What changed in each ami release.

The authoritative, commit-level history lives on the releases page. This page summarises each version.

v0.1.0

The first release. ami re-fetches every URL in a seed and packs the results into WARC files and a columnar Parquet index.

  • ami crawl <seed> reads a seed (a list of URLs), re-fetches every one concurrently, and writes gzipped WARC files plus a captures.parquet index under --out.
  • Four seed formats. A text file (one URL per line, - for stdin), newline-delimited JSON with a url field, a Parquet file with a url column, or an XML sitemap, all driving the same fetch engine.
  • A fetch engine sized for one fast machine. Thousands of workers over sharded keep-alive transport pools, with per-host connection caps and a per-domain failure threshold, a fast/polite header profile, and a post-fetch digest comparison that records an unchanged response as a revisit.
  • Standard output.

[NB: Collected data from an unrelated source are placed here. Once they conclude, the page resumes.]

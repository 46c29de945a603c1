use anyhow::{bail, Context, Result};
use clap::{Parser, Subcommand};
use colored::Colorize;
use spike_epochs::acquisition::EpochStore;
use spike_epochs::config::{load_config, Config, SpikeConfig};
use spike_epochs::local::process_file::{self, RescanOptions};
use spike_epochs::local::simulator::{spawn_driver, SignalSimulator, SimulatorConfig};
use spike_epochs::session::{MeasurementSession, SessionPaths, SessionState};
use spike_epochs::stimulus::{
    ParameterValue, StimulusDescriptor, StimulusParameter, StimulusSetDescriptor,
};
use spike_epochs::utils::log::{init_logging, log_with_header};
use std::path::PathBuf;
use std::sync::atomic::{AtomicBool, Ordering};
use std::sync::Arc;
use std::thread;
use std::time::Duration;

const POLL_INTERVAL: Duration = Duration::from_millis(5);
const RUN_LOG: &str = "runs.log";

#[derive(Parser)]
#[command(name = "spike-epochs", version, about = "Epoch acquisition and spike detection")]
struct Cli {
    /// YAML configuration file
    #[arg(short, long, global = true)]
    config: Option<PathBuf>,

    /// Verbosity (-v, -vv)
    #[arg(short, long, action = clap::ArgAction::Count, global = true)]
    verbose: u8,

    #[command(subcommand)]
    command: Commands,
}

#[derive(Subcommand)]
enum Commands {
    /// Run a measurement against the built-in signal simulator
    Simulate {
        /// Stimulus set descriptor (YAML); five tones if omitted
        #[arg(long)]
        stimuli: Option<PathBuf>,
        /// Directory for the raw stream and index
        #[arg(long, default_value = "measurements")]
        out_dir: PathBuf,
        #[arg(long, default_value = "simulated")]
        name: String,
        /// Pause and resume once after this many epochs
        #[arg(long)]
        pause_after: Option<usize>,
        /// Continue an existing measurement instead of starting a new one
        #[arg(long)]
        resume: bool,
        /// Write the spike table to this CSV file
        #[arg(long)]
        export: Option<PathBuf>,
        /// Simulation speed relative to real time
        #[arg(long, default_value_t = 10.0)]
        speed: f64,
        #[arg(long)]
        seed: Option<u64>,
    },
    /// Check trigger interval stability without recording epochs
    TriggerTest {
        #[arg(long, default_value_t = 200)]
        blocks: usize,
        /// Maximum simulated trigger delay in samples
        #[arg(long, default_value_t = 0)]
        jitter: usize,
    },
    /// Reload a saved measurement and re-detect spikes
    Rescan {
        #[arg(long, default_value = "measurements")]
        dir: PathBuf,
        #[arg(long, default_value = "simulated")]
        name: String,
        /// New thresholds, one per channel
        #[arg(long, num_args = 1.., allow_negative_numbers = true)]
        threshold: Option<Vec<f32>>,
        /// New snippet geometry: pre, post and spike length in samples
        #[arg(long, num_args = 3)]
        geometry: Option<Vec<usize>>,
        #[arg(long)]
        export: Option<PathBuf>,
    },
}

fn main() -> Result<()> {
    let cli = Cli::parse();

    let mut config = match &cli.config {
        Some(path) => load_config(path)
            .with_context(|| format!("Failed to load config {}", path.display()))?,
        None => Config::default(),
    };
    init_logging(&config.logging, cli.verbose).context("Failed to set up logging")?;

    match cli.command {
        Commands::Simulate {
            stimuli,
            out_dir,
            name,
            pause_after,
            resume,
            export,
            speed,
            seed,
        } => {
            if config.acquisition.thresholds.is_empty() {
                config.acquisition.thresholds = vec![0.5; config.acquisition.num_channels];
            }
            if let Some(seed) = seed {
                config.sequence.seed = Some(seed);
            }
            let descriptor = match &stimuli {
                Some(path) => StimulusSetDescriptor::from_file(path)
                    .with_context(|| format!("Failed to read stimuli {}", path.display()))?,
                None => default_stimuli(config.acquisition.epoch_samples / 2),
            };
            std::fs::create_dir_all(&out_dir)
                .with_context(|| format!("Failed to create {}", out_dir.display()))?;
            let paths = SessionPaths::new(&out_dir, &name);

            let sim_config = SimulatorConfig {
                trigger: config.acquisition.trigger.is_some(),
                speed,
                seed,
                ..SimulatorConfig::default()
            };
            let summary = simulate(config.clone(), &descriptor, paths, resume, pause_after, sim_config, export)?;
            if config.logging.log_file.is_some() {
                log_with_header(RUN_LOG, "simulate", &summary).context("Failed to write run log")?;
            }
        }

        Commands::TriggerTest { blocks, jitter } => {
            let Some(trigger) = config.acquisition.trigger.clone() else {
                bail!("Trigger test needs a trigger section in the acquisition config");
            };
            let store = Arc::new(EpochStore::new(&config.acquisition).context("Invalid acquisition config")?);
            let simulator = SignalSimulator::new(
                SimulatorConfig {
                    trigger: true,
                    trigger_jitter_samples: jitter,
                    speed: 0.0,
                    ..SimulatorConfig::default()
                },
                config.acquisition.num_channels,
                config.acquisition.epoch_samples,
                config.acquisition.sample_rate,
            );
            let stop = Arc::new(AtomicBool::new(false));
            let delivered = spawn_driver(Arc::clone(&store), simulator, true, Some(blocks), stop)
                .join()
                .map_err(|_| anyhow::anyhow!("Driver thread panicked"))?;

            let status = store.status();
            println!(
                "Trigger test: {} blocks, tolerance {} samples",
                delivered, trigger.jitter_tolerance_samples
            );
            println!("  {} {}", "passed".green(), status.trigger_tests_passed);
            println!("  {} {}", "failed".red(), status.trigger_tests_failed);
            if let Some(fault) = status.trigger_fault {
                println!("  {}", fault.to_string().red().bold());
            }
        }

        Commands::Rescan {
            dir,
            name,
            threshold,
            geometry,
            export,
        } => {
            let options = RescanOptions {
                thresholds: threshold,
                geometry: geometry.map(|g| SpikeConfig {
                    pre_threshold: g[0],
                    post_threshold: g[1],
                    spike_length: g[2],
                }),
            };
            let paths = SessionPaths::new(&dir, &name);
            let summary = process_file::run(config, paths, &options, export.as_deref())
                .context("Rescan failed")?;
            println!(
                "{} {} epochs, {} rescanned, {} spikes ({:.2} s)",
                "Rescan complete:".green().bold(),
                summary.load.epochs,
                summary.epochs_rescanned,
                summary.spikes,
                summary.elapsed_secs
            );
            if !summary.load.substituted_thresholds.is_empty() {
                println!(
                    "{} {} epochs used the global thresholds",
                    "warning:".yellow(),
                    summary.load.substituted_thresholds.len()
                );
            }
            if let Some(rows) = summary.exported {
                println!("Exported {} spikes", rows);
            }
        }
    }

    Ok(())
}

fn simulate(
    config: Config,
    descriptor: &StimulusSetDescriptor,
    paths: SessionPaths,
    resume: bool,
    pause_after: Option<usize>,
    sim_config: SimulatorConfig,
    export: Option<PathBuf>,
) -> Result<String> {
    let mut session = MeasurementSession::new(config).context("Invalid configuration")?;
    if resume {
        let report = session
            .resume_from(paths)
            .context("Failed to resume measurement")?;
        println!("Resumed after {} epochs", report.epochs);
        session.resume()?;
    } else {
        session.set_stimuli(descriptor).context("Invalid stimulus set")?;
        session.start(Some(paths)).context("Failed to start measurement")?;
    }

    let acquisition = &session.config().acquisition;
    let simulator = SignalSimulator::new(
        sim_config,
        acquisition.num_channels,
        acquisition.epoch_samples,
        acquisition.sample_rate,
    );
    let stop = Arc::new(AtomicBool::new(false));
    let driver = spawn_driver(session.epoch_store(), simulator, false, None, Arc::clone(&stop));

    let outcome = run_measurement(&mut session, pause_after);
    stop.store(true, Ordering::Relaxed);
    let blocks = driver
        .join()
        .map_err(|_| anyhow::anyhow!("Driver thread panicked"))?;
    outcome?;

    let summary = format!(
        "{} epochs of {}, {} spikes, {} blocks delivered",
        session.entries().len(),
        session.sequence().len(),
        session.spikes().total_spikes(),
        blocks
    );
    println!("{} {}", "Measurement complete:".green().bold(), summary);

    if let Some(path) = export {
        let rows = session
            .export_spikes_csv(&path)
            .with_context(|| format!("Failed to export {}", path.display()))?;
        println!("Exported {} spikes to {}", rows, path.display());
    }
    Ok(summary)
}

/// Control loop: poll after every cycle, drain epochs, stop on faults.
fn run_measurement(session: &mut MeasurementSession, pause_after: Option<usize>) -> Result<()> {
    let mut paused_once = false;
    while session.state() != SessionState::Finished {
        thread::sleep(POLL_INTERVAL);
        session.poll().context("Acquisition stopped")?;
        session.process_pending()?;

        if let Some(n) = pause_after {
            if !paused_once && session.entries().len() >= n && session.state() == SessionState::Running {
                session.pause()?;
                println!("{} after {} epochs", "Paused".yellow(), session.entries().len());
                thread::sleep(POLL_INTERVAL * 20);
                session.resume()?;
                println!("{}", "Resumed".yellow());
                paused_once = true;
            }
        }
    }
    Ok(())
}

fn default_stimuli(num_samples: usize) -> StimulusSetDescriptor {
    StimulusSetDescriptor {
        parameters: vec![StimulusParameter {
            name: "frequency".into(),
            unit: "Hz".into(),
            options: Vec::new(),
        }],
        stimuli: [500.0, 1000.0, 2000.0, 4000.0, 8000.0]
            .iter()
            .enumerate()
            .map(|(i, &f)| StimulusDescriptor {
                id: format!("tone{}", i + 1),
                name: Some(format!("Tone {} Hz", f)),
                num_samples,
                num_output_channels: 1,
                values: vec![ParameterValue::Number(f)],
            })
            .collect(),
    }
}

WARC 1.1 files that open in any WARC tool, and a Parquet index with a row per fetch (url, host, status, fetched_at, content_type, body_length, digest, unchanged, warc_file, warc_offset, warc_length, error, meta_json) that points back into them.
  • ami inspect summarises a capture index and samples its rows with no Parquet tool installed.
  • Sharded runs. --shard/--shards partition a seed deterministically across machines, so each process fetches a disjoint slice.
  • Packaged everywhere. Archives, .deb/.rpm/.apk, a multi-arch GHCR image, checksums, SBOMs, and a cosign signature.